Guillaume Hébert et Jean-françois Landry, Les auteurs sont chercheurs à l’Institut de recherche et d’informations socio-économiques (IRIS)
Le rapport Castonguay présente une lecture pessimiste du système de santé de façon à pouvoir appeler vite le privé “à la rescousse”.
Le rapport Castonguay dresse un portrait pessimiste de l’évolution des dépenses engendrées par le système public de santé pour justifier un changement majeur des pratiques et des façons de faire en santé au Québec. Or, la recherche montre que les solutions proposées, loin de régler le problème, sont plutôt susceptibles de l’aggraver. Les patients, considérés comme une source de revenus, devront payer davantage, et ceci, sans pour autant être mieux servis.
La note socio-économique publiée la semaine dernière par l’IRIS soulevait un problème sérieux de rigueur méthodologique en ce qui concerne les statistiques souvent utilisées pour affirmer que le système public de santé est au bord du gouffre. Comme l’a par la suite reconnu le ministre Couillard, le rapport Castonguay utilise une méthode de calcul qui omet de reconnaître que le budget québécois de la santé, au contraire de celui des autres provinces canadiennes, inclut celui des autres services sociaux. Cela a pour effet de gonfler artificiellement l’importance de ce poste budgétaire lors d’analyses comparatives.
Or, comme l’ont montré les travaux du professeur François Béland, de l’Université de Montréal, la part des dépenses gouvernementales en santé en proportion du PIB s’est maintenue depuis 1981 autour d’une fourchette étroite de 6,4 % à 7,4 %. C’est donc dire que la part des dépenses en santé, mise en rapport avec la richesse nationale, est demeurée stable.
L’utilisation peu rigoureuse et tendancieuse de données sert de justification pour présenter une lecture pessimiste du système de santé et pour appeler vite le privé « à la rescousse ». Par contre, l’ouverture au privé, loin d’être le remède miracle attendu, pourrait bien entraîner des coûts supplémentaires pour l’État. C’est en effet les dépenses privées de santé (prix des médicaments, coûts d’administration) qui sont les plus susceptibles d’exploser de manière incontrôlable. Par exemple, la part des dépenses de santé correspondant aux médicaments a triplé en 25 ans, passant de 6 % à 20 %. En revanche, les dépenses dédiées aux hôpitaux ont diminué, passant de 48 % à 34 %.
Drainage de ressources
Quant à elle, la mixité privé-public est susceptible d’entraîner un drainage des ressources humaines et financières d’un système à l’autre, en encourageant par exemple les médecins à rediriger une part de leur pratique vers le secteur qui lui est le plus lucratif. C’est alors encore les patients, du moins ceux qui en ont les moyens, qui devront débourser davantage pour absorber les coûts d’administration, de marketing et les marges de profits propres au secteur privé.

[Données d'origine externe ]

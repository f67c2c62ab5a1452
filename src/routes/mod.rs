//! HTTP route handlers

use std::time::Duration;

use askama::Template;
use axum::{
    extract::State,
    http::{header::CONTENT_TYPE, Method, StatusCode},
    response::{Html, IntoResponse, Response},
    routing::{get, post},
    Json, Router,
};
use tower_http::{
    compression::CompressionLayer,
    cors::{Any, CorsLayer},
    services::ServeDir,
    trace::TraceLayer,
};

use crate::booking::dates::RentalWindow;
use crate::booking::format_money;
use crate::booking::responses::HealthResponse;
use crate::booking::BookingDraft;
use crate::error::Result;
use crate::models::Vehicle;
use crate::AppState;

pub mod booking;
pub mod home;
pub mod quote;
pub mod vehicle;

const DEFAULT_DESCRIPTION: &str = "Full-size SUV, 4WD, 5 doors, typically 7 seats, AC (Air Conditioning).";

/// Build the application router
pub fn router(state: AppState) -> Router {
    let cors = CorsLayer::new()
        .allow_origin(Any)
        .allow_methods([Method::POST, Method::OPTIONS])
        .allow_headers([CONTENT_TYPE])
        .max_age(Duration::from_secs(60 * 60));

    let api = Router::new()
        .route("/api/quote", post(quote::quote))
        .layer(cors);

    Router::new()
        .route("/", get(home::search))
        .route("/vehicle/:key", get(vehicle::details))
        .route("/booking-review", post(booking::review))
        .route("/booking", post(booking::submit))
        .route("/health", get(health))
        .merge(api)
        .nest_service("/static", ServeDir::new(&state.config.static_dir))
        .layer(CompressionLayer::new())
        .layer(TraceLayer::new_for_http())
        .with_state(state)
}

/// Liveness plus cache statistics
async fn health(State(state): State<AppState>) -> Json<HealthResponse> {
    Json(HealthResponse {
        status: "ok",
        api_base_url: state.api.base_url().to_string(),
        cache: state.cache.stats(),
    })
}

/// Search context carried between pages as hidden inputs
#[derive(Debug, Clone, Default)]
pub(crate) struct ContextFields {
    pub pickup_location: String,
    pub return_location: String,
    pub pickup_date: String,
    pub pickup_time: String,
    pub return_date: String,
    pub return_time: String,
}

impl ContextFields {
    pub fn new(pickup_location: String, return_location: String, window: &RentalWindow) -> Self {
        Self {
            pickup_location,
            return_location,
            pickup_date: window.pickup_date.clone(),
            pickup_time: window.pickup_time.clone(),
            return_date: window.return_date.clone(),
            return_time: window.return_time.clone(),
        }
    }

    pub fn from_draft(draft: &BookingDraft) -> Self {
        Self::new(
            draft.pickup_location.form_value(),
            draft.return_location.form_value(),
            &draft.window,
        )
    }
}

/// Vehicle fields as shown on cards and detail panels
#[derive(Debug, Clone)]
pub(crate) struct VehicleView {
    pub key: String,
    pub name: String,
    pub image: Option<String>,
    pub price: String,
    pub base_price: String,
    pub category: String,
    pub vehicle_type: String,
    pub ac: &'static str,
    pub description: String,
    pub seats: String,
    pub doors: String,
    pub engine_cc: String,
}

impl VehicleView {
    pub fn new(vehicle: &Vehicle, currency: &str) -> Self {
        Self {
            key: vehicle.route_key(),
            name: vehicle.display_name().to_string(),
            image: vehicle.primary_image().map(str::to_string),
            price: vehicle
                .price
                .map(|price| format_money(price, currency))
                .unwrap_or_else(|| "—".to_string()),
            base_price: format_money(vehicle.effective_base_price().unwrap_or_default(), currency),
            category: vehicle.category_name().to_string(),
            vehicle_type: vehicle.type_name().to_string(),
            ac: if vehicle.ac { "Yes" } else { "No" },
            description: vehicle
                .description
                .as_deref()
                .filter(|d| !d.trim().is_empty())
                .unwrap_or(DEFAULT_DESCRIPTION)
                .to_string(),
            seats: vehicle.seats.map(|n| n.to_string()).unwrap_or_else(|| "—".to_string()),
            doors: vehicle.doors.unwrap_or(4).to_string(),
            engine_cc: vehicle.engine_cc.unwrap_or(4000).to_string(),
        }
    }
}

/// Standalone message page
#[derive(Template)]
#[template(path = "notice.html")]
struct NoticeTemplate<'a> {
    title: &'a str,
    message: &'a str,
}

pub(crate) fn notice(status: StatusCode, title: &str, message: &str) -> Result<Response> {
    let html = NoticeTemplate { title, message }.render()?;
    Ok((status, Html(html)).into_response())
}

La logique utilisateur-payeur introduit au sein même du système public des façons de faire et des méthodes de gestion propres au secteur privé, et qui sont en rupture avec le principe d’universalité des soins de santé. Elle met l’accent sur la “liberté” du consommateur, dorénavant considéré comme une source de revenus vis-à-vis duquel les hôpitaux devraient entrer en concurrence d’offre, ce qui exigerait qu’on leur concède une plus grande autonomie.
L’absence de normes nationales et de financement récurrent garanti semble inspirée du modèle britannique de « paiement en fonction des résultats ». Or, ce modèle, qui a échoué en Grande-Bretagne, risque de forcer les hôpitaux qui veulent paraître plus performants à multiplier le nombre de visites ou à se spécialiser dans les cas les plus légers.
Les dangers socio-économiques liés à l’introduction du privé en santé appellent une analyse plus sérieuse et rigoureuse que celle qu’on trouve dans le rapport Castonguay. De la même façon, on ne saurait s’en remettre au privé sur la base de constats pessimistes et hâtifs qui tendent à occulter les possibilités d’amélioration du système public et à survaloriser des mesures privées généralement plus coûteuses.